John Harris, Professor of Bioethics at the Institute of Medicine, Law and Bioethics at the University of Manchester, does not advocate making it a legal requirement for people to get involved. But he contends that compulsion is, in principle, justifiable, and in certain circumstances, may be justified.
And he suggests that a change to the Declaration of Helsinki, which sets out the ethical grounds for research, is warranted.
Professor Harris points out that other activities in society, such as vaccination the wearing of seatbelts, and jury service, require the loss of personal autonomy for the public good. "Might medical research be another such case," he asks?
Financial incentives to participate in research are fully justified and preferable to compulsion, he argues.
Everyone in society stands to benefit from research, and indeed has already benefited, so it should be economically, politically, and personally supported, he says.
But he argues that research has "almost universally been treated with suspicion and even hostility" by most of those involved in its regulation.
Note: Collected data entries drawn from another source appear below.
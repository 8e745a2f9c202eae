pub mod auth;
mod seed;
mod sqlite_user_store;
mod user_manager;
pub mod user_models;
mod user_store;

pub use auth::{
    is_password_long_enough, AuthToken, AuthTokenKind, AuthTokenValue, PasswordCredentials,
    PasswordHasher, TokenLifetimes, MIN_PASSWORD_LENGTH,
};
pub use seed::{seed_test_users, SeedReport, TEST_USERS, TEST_USERS_PASSWORD};
pub use sqlite_user_store::SqliteUserStore;
pub use user_manager::{TokenPair, UserError, UserManager};
pub use user_models::{User, UserUpdate, UserView};
pub use user_store::{UserAuthCredentialsStore, UserAuthTokenStore, UserStore};
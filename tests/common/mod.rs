//! Common test infrastructure
//!
//! Tests should only import from this module, not from internal submodules.
//!
//! # Example
//!
//! ```no_run
//! mod common;
//! use common::{TestServer, TestClient};
//! use reqwest::StatusCode;
//!
//! #[tokio::test]
//! async fn test_get_songs() {
//!     let server = TestServer::spawn().await;
//!     let client = TestClient::new(server.base_url.clone());
//!
//!     let response = client.get_songs(Some("happy")).await;
//!     assert_eq!(response.status(), StatusCode::OK);
//! }
//! ```

mod client;
mod constants;
mod fixtures;
mod server;

pub use client::TestClient;
pub use constants::*;
pub use server::TestServer;

#[allow(unused_imports)]
pub(crate) use fixtures::{create_test_song_store, create_test_user_manager};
The prevailing assumption is that only the insane, the reckless, or the excessively altruistic would ever dream of taking part in it.
While history has proved that suspicion of doctors and biomedical research is well founded, he says, this does not mean that research is guilty until proven innocent.
"Vigilance against wrongdoing is one thing; the inability to identify wrongdoing, with the result that the good is frustrated and harm caused is quite another," he writes.
He concludes: "The argument concerning the obligation to participate in research should be compelling for anyone who believes there is a moral obligation to help others, and/or a moral obligation to be just and do one's share."
"Little can be said to those whose morality is so impoverished that they do not accept either of these two obligations," he says.